The artist often asserts her confident Black female characters into the annals of art history. Thomas' Le déjeuner sur l'herbe: les trois femmes noires (2010) riffs off Édouard Manet's iconic and once scandalous painting with three Black women looking at the viewer. Thomas' 2021 'Resist' series reimagines Pablo Picasso's sombre Guernica (1937) with imagery of the Black Civil Rights and Black Lives Matter movements.
Mickalene Thomas' prints on the one hand derive largely from her paintings and collages, however, prints like Michelle O (2008), now residing in the National Portrait Gallery, Washington D.C., are set apart. Referencing Andy Warhol's 'Jackie O' screenprints from the 1960s, Thomas' Michelle Obama homage presents a pop art-style, pale blue screenprint of America's first Black First Lady.
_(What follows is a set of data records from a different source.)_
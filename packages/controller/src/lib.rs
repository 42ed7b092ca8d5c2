#![cfg_attr(feature = "fail-on-warnings", deny(warnings))]
#![warn(clippy::all, clippy::pedantic, clippy::nursery, clippy::cargo)]
#![allow(clippy::multiple_crate_versions, clippy::cargo_common_metadata)]

//! Selection state machine and session driver for the flood map.
//!
//! [`SelectionController`] is the only writer of [`SelectionState`] and
//! [`AppRiskState`]. It hands out a [`FetchTicket`] per selection; a fetch
//! result may only commit while its ticket's request id is the most recent
//! one issued ("last select wins"). [`Session`] wires the controller to a
//! [`PredictionBackend`](flood_map_api::PredictionBackend) and applies
//! results one at a time.

pub mod notification;
pub mod selection;
pub mod session;
pub mod state;

use thiserror::Error;

pub use notification::{Notification, NotificationCenter, NotificationLevel};
pub use selection::{BulkTicket, FetchOutcome, FetchTicket, SelectionController};
pub use session::{Session, SessionEvent, SessionUpdate};
pub use state::{AppRiskState, SelectionPhase, SelectionState};

/// Failures of the session driver itself. Backend failures are never
/// reported here; they become notifications.
#[derive(Debug, Error)]
pub enum ControllerError {
    /// A fetch task panicked or was cancelled.
    #[error("Fetch task failed: {message}")]
    Task {
        /// Join error description.
        message: String,
    },
}
//! The embedded map palette.

use std::sync::LazyLock;

use flood_map_risk_models::RiskCategory;
use serde::Deserialize;

const PALETTE_TOML: &str = include_str!("../palette.toml");

static EMBEDDED: LazyLock<Palette> = LazyLock::new(|| {
    Palette::from_toml(PALETTE_TOML)
        .unwrap_or_else(|e| panic!("Failed to parse palette.toml: {e}"))
});

/// Fill color per risk category.
#[derive(Debug, Clone, PartialEq, Eq, Deserialize)]
pub struct CategoryFills {
    /// Fill for [`RiskCategory::Low`].
    pub low: String,
    /// Fill for [`RiskCategory::Medium`].
    pub medium: String,
    /// Fill for [`RiskCategory::High`].
    pub high: String,
    /// Fill for [`RiskCategory::Critical`].
    pub critical: String,
    /// Fill for [`RiskCategory::Unknown`].
    pub unknown: String,
}

/// Base style of a ward with a committed prediction.
#[derive(Debug, Clone, PartialEq, Deserialize)]
pub struct AnalyzedStyle {
    /// Fill opacity in [0, 1].
    pub fill_opacity: f64,
    /// Outline color.
    pub stroke: String,
    /// Outline width in pixels.
    pub stroke_width: f64,
}

/// Style of a ward that has not been analyzed yet.
#[derive(Debug, Clone, PartialEq, Deserialize)]
pub struct UnanalyzedStyle {
    /// Neutral fill color.
    pub fill: String,
    /// Fill opacity in [0, 1].
    pub fill_opacity: f64,
    /// Outline color.
    pub stroke: String,
    /// Outline width in pixels.
    pub stroke_width: f64,
    /// SVG dash pattern for the outline.
    pub dash: String,
}

/// Minimums applied under the pointer.
#[derive(Debug, Clone, PartialEq, Deserialize)]
pub struct HoverStyle {
    /// Lowest fill opacity of a hovered ward.
    pub fill_opacity: f64,
    /// Lowest outline width of a hovered ward.
    pub stroke_width: f64,
}

/// Outline of the selected ward.
#[derive(Debug, Clone, PartialEq, Deserialize)]
pub struct SelectedStyle {
    /// Outline color.
    pub stroke: String,
    /// Outline width in pixels.
    pub stroke_width: f64,
}

/// Every color and width the renderer uses.
#[derive(Debug, Clone, PartialEq, Deserialize)]
pub struct Palette {
    /// Fills of analyzed wards.
    pub fill: CategoryFills,
    /// Base style of analyzed wards.
    pub analyzed: AnalyzedStyle,
    /// Base style of wards without a prediction.
    pub unanalyzed: UnanalyzedStyle,
    /// Hover emphasis.
    pub hover: HoverStyle,
    /// Selection outline.
    pub selected: SelectedStyle,
}

impl Palette {
    /// The palette compiled into the binary.
    ///
    /// # Panics
    ///
    /// Panics if the embedded `palette.toml` is malformed. It is checked
    /// by the test suite.
    #[must_use]
    pub fn embedded() -> &'static Self {
        &EMBEDDED
    }

    /// Parses a palette document.
    ///
    /// # Errors
    ///
    /// Returns an error if the TOML is invalid or a field is missing.
    pub fn from_toml(contents: &str) -> Result<Self, toml::de::Error> {
        toml::de::from_str(contents)
    }

    /// Fill color for a risk category.
    #[must_use]
    pub fn fill_for(&self, category: RiskCategory) -> &str {
        match category {
            RiskCategory::Low => &self.fill.low,
            RiskCategory::Medium => &self.fill.medium,
            RiskCategory::High => &self.fill.high,
            RiskCategory::Critical => &self.fill.critical,
            RiskCategory::Unknown => &self.fill.unknown,
        }
    }
}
Thomas has also long worked with video and sound as a medium. Early examples from the mid-2000s such as Oh Mickey (2008) and the 'Ain't I a Woman' series (2009) brought her portrait subjects to life, singing or making poses for the camera, against a background of popular songs in screens framed like paintings.
This has matured into multi-channel works such as the intimate black-and-white Je t'aime (2014) and Je t'aime trois (2018), which feature clips of outdoors and interior scenes, influential Black figures, and the artist's mother, as well as footage from civil-rights era and contemporary Black Lives Matter protests.
Brining to life the vibrant staged interiors that are the setting of many of her artworks, Thomas creates immersive room-scale installations that recreate these environments within galleries. Presenting an aesthetic gleaned from 1960s—1980s decor, they often feature artworks, sound elements, and occasionally video.
For Art Basel in 2013 Thomas created Better Days (2013), an immersive environment within the Galerie at Volkshaus evoking the aesthetic of a 1970s house party. Complete with period decor and a cocktail bar, Thomas activated the space with nightly performances by guest DJs and musicians including musician Solange Knowles.
Thomas has created murals for public spaces including at Brooklyn's Barclays Center (2012), Norton Museum of Art in Palm Beach (2013), and the U.S. Embassy in Dakar (2016). In 2016 Thomas also produced a video work featuring influential Black female figures for an electronic billboard with Standard Vision in Los Angeles.